The decline and Fall in Iceland


Colin Irwin takes the tundra trail in Iceland and points north in pursuit of The Fall. Pics by Tom Sheehan.
Smith Mugshot

 It came like a rapist at the dead of night. No threat, no warning, no preamble. .. Heimaey slept on, its people blissfully cocooned in their homes against the fearful January snow. Even the drunks didn t make it out that night.
There was a low rumble that grew, with frightening determination, into an intimidating growl, and then a full-blooded roar, The earth began to quake violently, the ground swelled like a huge balloon, and then ripped open. Huge flurries of fire, smoke and cinders belched into the sky, and the mile-long split in the ground began to vomit cascades of white hot lava which instantly began to seep towards the houses of the town.
Heimaey was aroused with staggering speed. Police cars and fire trucks raced around the streets, sirens wailing; people dashed from house to house to awaken their neighbours; and within minutes of the eruption, entire families had abandoned all their belongings to be shunted on to boats in the harbour taking them to the mainland.
Later, planes and helicopters converged on the town to speed the rescue operation, and the entire population of Heimaey was evacuated to Reykjavik in hours, save for rescue workers and screaming animals.

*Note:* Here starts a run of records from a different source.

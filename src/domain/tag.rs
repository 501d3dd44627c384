use crate::domain::Version;
use crate::error::{ReleaseError, Result};

/// Tag naming pattern (e.g., "v{version}", "release-{version}")
#[derive(Debug, Clone, PartialEq, Eq)]
pub struct TagPattern {
    pattern: String,
}

impl TagPattern {
    /// Create a new tag pattern. The pattern must contain exactly one
    /// `{version}` placeholder.
    pub fn new(pattern: impl Into<String>) -> Result<Self> {
        let pattern = pattern.into();
        if pattern.matches("{version}").count() != 1 {
            return Err(ReleaseError::config(format!(
                "Tag pattern '{}' must contain exactly one {{version}} placeholder",
                pattern
            )));
        }
        Ok(TagPattern { pattern })
    }

    /// Format a version according to pattern
    /// Example: pattern="v{version}", version=1.2.3 -> "v1.2.3"
    pub fn format(&self, version: &Version) -> String {
        self.pattern.replace("{version}", &version.to_string())
    }

    /// Extract the version from a tag that follows this pattern.
    pub fn parse(&self, tag: &str) -> Option<Version> {
        let (prefix, suffix) = self.pattern.split_once("{version}")?;
        let inner = tag.strip_prefix(prefix)?.strip_suffix(suffix)?;
        Version::parse(inner).ok()
    }

    /// Validate if a tag matches this pattern
    pub fn matches(&self, tag: &str) -> bool {
        self.parse(tag).is_some()
    }

    pub fn as_str(&self) -> &str {
        &self.pattern
    }
}

impl Default for TagPattern {
    fn default() -> Self {
        TagPattern {
            pattern: "v{version}".to_string(),
        }
    }
}

#[cfg(test)]
mod tests {
    use super::*;

    #[test]
    fn test_pattern_format() {
        let pattern = TagPattern::new("v{version}").unwrap();
        assert_eq!(pattern.format(&Version::new(1, 3, 0)), "v1.3.0");
    }

    #[test]
    fn test_pattern_format_with_suffix() {
        let pattern = TagPattern::new("release-{version}-st").unwrap();
        assert_eq!(pattern.format(&Version::new(1, 2, 3)), "release-1.2.3-st");
    }

    #[test]
    fn test_pattern_matches() {
        let pattern = TagPattern::default();
        assert!(pattern.matches("v1.2.3"));
        assert!(!pattern.matches("release-1.2.3"));
        assert!(!pattern.matches("v1.2"));
        assert!(!pattern.matches("nightly"));
    }

    #[test]
    fn test_pattern_parse() {
        let pattern = TagPattern::default();
        assert_eq!(pattern.parse("v1.2.0"), Some(Version::new(1, 2, 0)));
        assert_eq!(pattern.parse("1.2.0"), None);
    }

    #[test]
    fn test_pattern_requires_placeholder() {
        assert!(TagPattern::new("latest").is_err());
        assert!(TagPattern::new("{version}-{version}").is_err());
    }
}
//! Position interpolation along a path for animation playback.
//!
//! The path is treated as N-1 equal parametric segments: segment boundaries
//! sit at `progress = k / (N-1)` regardless of how long each segment is on
//! the ground. Longitude and latitude are interpolated linearly and
//! independently, which is a planar approximation, not a geodesic one. That
//! matches how markers have always animated; switching to geodesic
//! interpolation would subtly change playback on long segments.

use crate::Coordinate;

/// Position at fractional `progress` in [0, 1] along a polyline.
///
/// Returns `None` for an empty path and the point itself for a single-point
/// path. Progress at or beyond 1 clamps to the last point. Values outside
/// [0, 1] are not validated; callers clamp before calling.
///
/// # Example
/// ```
/// use migration_paths::{interpolate_position, Coordinate};
///
/// let path = vec![
///     Coordinate::new(0.0, 0.0),
///     Coordinate::new(10.0, 0.0),
///     Coordinate::new(10.0, 10.0),
/// ];
///
/// // Two segments, so progress 0.5 lands exactly on the middle vertex
/// let mid = interpolate_position(&path, 0.5).unwrap();
/// assert_eq!(mid, Coordinate::new(10.0, 0.0));
/// ```
pub fn interpolate_position(coordinates: &[Coordinate], progress: f64) -> Option<Coordinate> {
    match coordinates {
        [] => None,
        [only] => Some(*only),
        _ => {
            let segments = (coordinates.len() - 1) as f64;
            let scaled = progress * segments;
            let index = scaled.floor() as usize;

            if index >= coordinates.len() - 1 {
                return coordinates.last().copied();
            }

            let local = scaled - index as f64;
            let a = coordinates[index];
            let b = coordinates[index + 1];

            Some(Coordinate::new(
                a.lon + (b.lon - a.lon) * local,
                a.lat + (b.lat - a.lat) * local,
            ))
        }
    }
}
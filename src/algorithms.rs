//! # Algorithm Toolbox
//!
//! Flat access to every algorithm in the crate, for callers that want a
//! single algorithm without the rest of the processing pipeline.
//!
//! ## Core Algorithms
//!
//! - **Path Processing**: grouping, sorting and time-window filtering
//! - **Haversine Distance**: great-circle distance between points
//! - **Path Interpolation**: fractional-progress position along a polyline
//! - **Ramer-Douglas-Peucker**: polyline simplification
//! - **Viewport Framing**: bounding boxes and map-view heuristics
//!
//! # Example
//!
//! ```rust
//! use migration_paths::algorithms::haversine_distance;
//!
//! // Distance between two stopover sites
//! let serengeti_to_mara = haversine_distance(-1.5, 34.8, -1.3, 35.0);
//! assert!(serengeti_to_mara < 35.0);
//! ```

// =============================================================================
// Core Types (re-exported from lib)
// =============================================================================

pub use crate::{Coordinate, MigrationPath, MovementSample, TimeWindow, TrackKey};

// =============================================================================
// Path Processing
// =============================================================================

#[cfg(feature = "parallel")]
pub use crate::processor::{process_paths_parallel, process_paths_parallel_at};
pub use crate::processor::{process_paths, process_paths_at};

// =============================================================================
// Geographic Utilities
// =============================================================================

pub use crate::geo_utils::{haversine_distance, path_distance};

// =============================================================================
// Interpolation and Simplification
// =============================================================================

pub use crate::interpolate::interpolate_position;
pub use crate::simplify::simplify_path;

// =============================================================================
// Viewport Framing
// =============================================================================

pub use crate::viewport::{compute_bounds, optimal_view, species_view, GeoBounds, MapView};

// =============================================================================
// Statistics
// =============================================================================

pub use crate::stats::{compute_stats, MigrationStats};
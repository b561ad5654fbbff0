//! Geographic utilities: great-circle distance and cumulative path distance.
//!
//! All distances are in kilometers. The haversine formula with a mean Earth
//! radius of 6371 km is used everywhere so distances stay numerically
//! reproducible across callers.

use crate::Coordinate;

/// Mean Earth radius in kilometers.
const EARTH_RADIUS_KM: f64 = 6371.0;

/// Great-circle distance between two points in kilometers.
///
/// # Example
/// ```
/// use migration_paths::haversine_distance;
///
/// // London to Paris is roughly 343 km
/// let d = haversine_distance(51.5074, -0.1278, 48.8566, 2.3522);
/// assert!((d - 343.5).abs() < 2.0);
/// ```
pub fn haversine_distance(lat1: f64, lon1: f64, lat2: f64, lon2: f64) -> f64 {
    let d_lat = (lat2 - lat1).to_radians();
    let d_lon = (lon2 - lon1).to_radians();

    let a = (d_lat / 2.0).sin() * (d_lat / 2.0).sin()
        + lat1.to_radians().cos()
            * lat2.to_radians().cos()
            * (d_lon / 2.0).sin()
            * (d_lon / 2.0).sin();

    let c = 2.0 * a.sqrt().atan2((1.0 - a).sqrt());
    EARTH_RADIUS_KM * c
}

/// Total great-circle length of a polyline in kilometers.
///
/// Returns 0 for fewer than 2 points.
pub fn path_distance(coordinates: &[Coordinate]) -> f64 {
    coordinates
        .windows(2)
        .map(|w| haversine_distance(w[0].lat, w[0].lon, w[1].lat, w[1].lon))
        .sum()
}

The volcano merely exploded more and more lava and continued to do so for months in its remorseless destruction of the island ...
The members of a (sort of) rock band from Manchester called The Fall listened to the story in silent awe. It made their tales of riots in Mosside seem pretty inconsequential. Ah, but the Icelanders are a resilient race, said our host. Bred on karma and legends, they fervently believe that disaster signals a brave new beginning. Eight years on the people are back in Heimaey, the harbour is bigger and better, the town has been rebuilt, and the houses will be heated for the next 50 years from the still-warm lava. The Fall look wide-eyed, buy their postcards, and retreat to their booze. It makes you feel humble in Iceland ...

The whole idea was comically absurd, of course. I mean, Iceland... jeezus, even bloody XTC - World Travels Unlimited - haven’t pulled that one yet. And the Fall, savagely dismantling orthodox concepts of rock music with their jagged thrashes and vitriolic lyrics, don’t exactly strike the chord as pioneering ambassadors for Britain.
But in Iceland - where the singles chart is currently topped by Rick Springfield and the albums by Leo Sayer - there exists a coterie of Fall freaks with enough clout, commitment, and ingenuity to bring them over for a three-gig tour - only the fourth British band to visit the Arctic in three years. The others? The Clash, Stranglers, Any Trouble.
“Any Trouble. Any Trouble?!!” spits guitarist Marc Riley in abject horror. “God please forvive us. Please forgive Manchester.”
The folk writer, meanwhile, appalling ignorant of lceland’s proximity to the North Pole (too many copies of Parade under the desk during geography) tumbles off the plane at Keflavik Airport in tee-shirt and smiles, and immediately has an attack of pneumonia. The wind slices the body in two, numbs the duty-free in the veins, and instantly devastates s year’s worth of hangovers.
Out of the airport, past the massive American naval base that’s angrily resented by most Icelanders, hit the road to Reykjavik, and it looks like the moon  - all craters, lava, and mountains. “Actually,” says Einar, student, singer with an outstanding post-punk band called Purrkur Pilnikk, and chairman of the.welcoming committee, “the Apollo space team came here to practise for landing on the moon.” Einar, who speaks with an accent wholly more comprehensible than that of my Mancunian companions continues to give us a compelling insight into the quirks of Icelandic life. There’s no alcoholic beer (“They don’t want the Icelandic drunk - so they sell you spirits instead so you get drunker”); no trees; no unemployment; no telly on Thursdays (or in July!); cigarettes are £1.30 a pack; and concerts have a 100 decibel limit that’s enforced by officious chaps with toilet paper in their ears waving decibel meters over their heads.
“Eh?” says Kay Carroll, the Fall’s magnificently abrasive manager, “No booze, no trees, no telly, no cigarettes, and blokes walking round with toilet rolls sticking out of their ears - what kind of a place is this?”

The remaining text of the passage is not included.